Vaccinia virus complement control protein VCP structure function analysis and role in vaccinia virus pathogenesis

Abstract

The complement system is a principal component of innate immunity designed to combat a myriad of existing as well as newly emerging pathogens. Since viruses are obligatory intracellular parasites, they are continuously exposed to host complement assault and therefore, not surprisingly, have imbibed various strategies to subvert it. One of them is molecular mimicry of the host complement regulators and the examples are pox and herpesviruses, which encode proteins that are structurally and functionally similar to the human regulators of complement activation (RCA), a family of proteins that regulate complement. Vaccinia virus (VACV) is the most extensively studied member of poxviruses. It encodes a homolog of the human complement regulators named vaccinia virus complement control protein (VCP). Incidentally, it is also the most studied viral RCA molecule whose complete structure is determined.
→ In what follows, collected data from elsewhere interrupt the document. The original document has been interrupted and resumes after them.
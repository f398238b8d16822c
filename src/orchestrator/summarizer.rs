//! Final summary over a finished plan.

use std::sync::Arc;

use crate::error::{OrchestratorError, OrchestratorResult};
use crate::llm::{GenerateOptions, Generator, ModelRole};
use crate::plan::{BudgetUsage, TaskPlan};

/// Longest slice of a single task result quoted into the summary prompt.
const MAX_TASK_RESULT_CHARS: usize = 3_000;

const SUMMARIZER_SYSTEM_PROMPT: &str =
    "You write the final answer for a multi-step plan from the results of its steps.";

#[derive(Debug, Clone, PartialEq)]
pub struct PlanSummary {
    pub text: String,
    pub usage: BudgetUsage,
}

pub struct Summarizer {
    generator: Arc<dyn Generator>,
}

impl Summarizer {
    pub fn new(generator: Arc<dyn Generator>) -> Self {
        Self { generator }
    }

    /// Summarize every task of `plan`. A plan cannot complete without this.
    pub async fn summarize(&self, plan: &TaskPlan) -> OrchestratorResult<PlanSummary> {
        let prompt = summary_prompt(plan);
        let generation = self
            .generator
            .generate(
                plan.model_config.for_role(ModelRole::Summarizer),
                &prompt,
                &GenerateOptions::system(SUMMARIZER_SYSTEM_PROMPT).temperature(0.3),
            )
            .await
            .map_err(|e| OrchestratorError::Summary(e.to_string()))?;

        let text = generation.content.trim();
        if text.is_empty() {
            return Err(OrchestratorError::Summary(
                "Summarizer returned an empty summary".to_string(),
            ));
        }

        Ok(PlanSummary {
            text: text.to_string(),
            usage: BudgetUsage::new(1, generation.tokens_used, 0),
        })
    }
}

fn summary_prompt(plan: &TaskPlan) -> String {
    let stats = plan.stats();
    let mut prompt = format!(
        "Plan: {}\n\
         Tasks: {} total, {} done, {} need review, {} skipped, {} failed",
        plan.title, stats.total, stats.done, stats.needs_review, stats.skipped, stats.failed
    );
    if let Some(avg) = stats.average_confidence {
        prompt.push_str(&format!(", average confidence {}", avg));
    }
    prompt.push_str("\n\n");

    for task in &plan.tasks {
        prompt.push_str(&format!(
            "## Task {} [{}] {} ({})\n",
            task.id, task.task_type, task.target, task.status
        ));
        if let Some(score) = task.confidence_score {
            prompt.push_str(&format!("Confidence: {}\n", score));
        }
        if let Some(notes) = &task.review_notes {
            prompt.push_str(&format!("Review notes: {}\n", notes));
        }
        match (&task.result, &task.error) {
            (Some(result), _) => {
                let truncated: String = result.chars().take(MAX_TASK_RESULT_CHARS).collect();
                prompt.push_str(&truncated);
                prompt.push('\n');
            }
            (None, Some(error)) => prompt.push_str(&format!("Error: {}\n", error)),
            (None, None) => {}
        }
        prompt.push('\n');
    }

    prompt.push_str(
        "Write the final answer to the original request. Point out results that were \
         flagged for review or steps that were skipped.",
    );
    prompt
}

#[cfg(test)]
mod tests {
    use super::*;
    use crate::llm::ModelConfig;
    use crate::plan::{BudgetLimits, Task, TaskStatus, TaskTransition, TaskType};
    use crate::testing::ScriptedGenerator;

    fn finished_plan() -> TaskPlan {
        let mut done = Task::new(1, TaskType::Analyze, "market", "size", vec![]);
        done.apply(TaskTransition::to(TaskStatus::Running)).unwrap();
        done.apply(
            TaskTransition::to(TaskStatus::Done)
                .result("the market is large")
                .confidence(90),
        )
        .unwrap();
        let mut skipped = Task::new(2, TaskType::Search, "news", "find news", vec![]);
        skipped
            .apply(TaskTransition::to(TaskStatus::Skipped).error("search offline"))
            .unwrap();
        TaskPlan::new(
            "t",
            "u",
            "Market study",
            vec![done, skipped],
            BudgetLimits::default(),
            ModelConfig::default(),
        )
    }

    #[tokio::test]
    async fn test_prompt_covers_every_task() {
        let generator = Arc::new(ScriptedGenerator::new(vec![Ok("  Final answer.  ".into())]));
        let summary = Summarizer::new(generator.clone())
            .summarize(&finished_plan())
            .await
            .unwrap();
        assert_eq!(summary.text, "Final answer.");
        assert_eq!(summary.usage.llm_calls, 1);

        let prompt = &generator.prompts()[0];
        assert!(prompt.contains("the market is large"));
        assert!(prompt.contains("Error: search offline"));
        assert!(prompt.contains("1 done"));
    }

    #[tokio::test]
    async fn test_empty_summary_is_an_error() {
        let generator = Arc::new(ScriptedGenerator::new(vec![Ok("   ".into())]));
        let err = Summarizer::new(generator)
            .summarize(&finished_plan())
            .await
            .unwrap_err();
        assert!(matches!(err, OrchestratorError::Summary(_)));
    }
}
This four complement control protein domain containing secretory protein is known to inhibit complement activation by supporting the factor I-mediated inactivation of complement proteins C3b and C4b (termed cofactor activity; CFA), and by accelerating the irreversible decay of the classical and to a limited extent of the alternative pathway C3-convertases (termed decayaccelerating activity; DAA). Here, I have mapped the VCP domains important for its CFA and DAA by swapping its individual domains with those of the human decayaccelerating factor (DAF; CD55) and membrane cofactor protein (MCP; CD46). We reasoned that since DAF possesses only decay activity and is devoid of cofactor activity, while MCP possesses only cofactor activity and is devoid of decay activity, swapping of VCP domains with homologous DAF or MCP domains would allow the identification of VCP domains(s) critical for factor I interaction and decay of protease subunits from the convertases, respectively.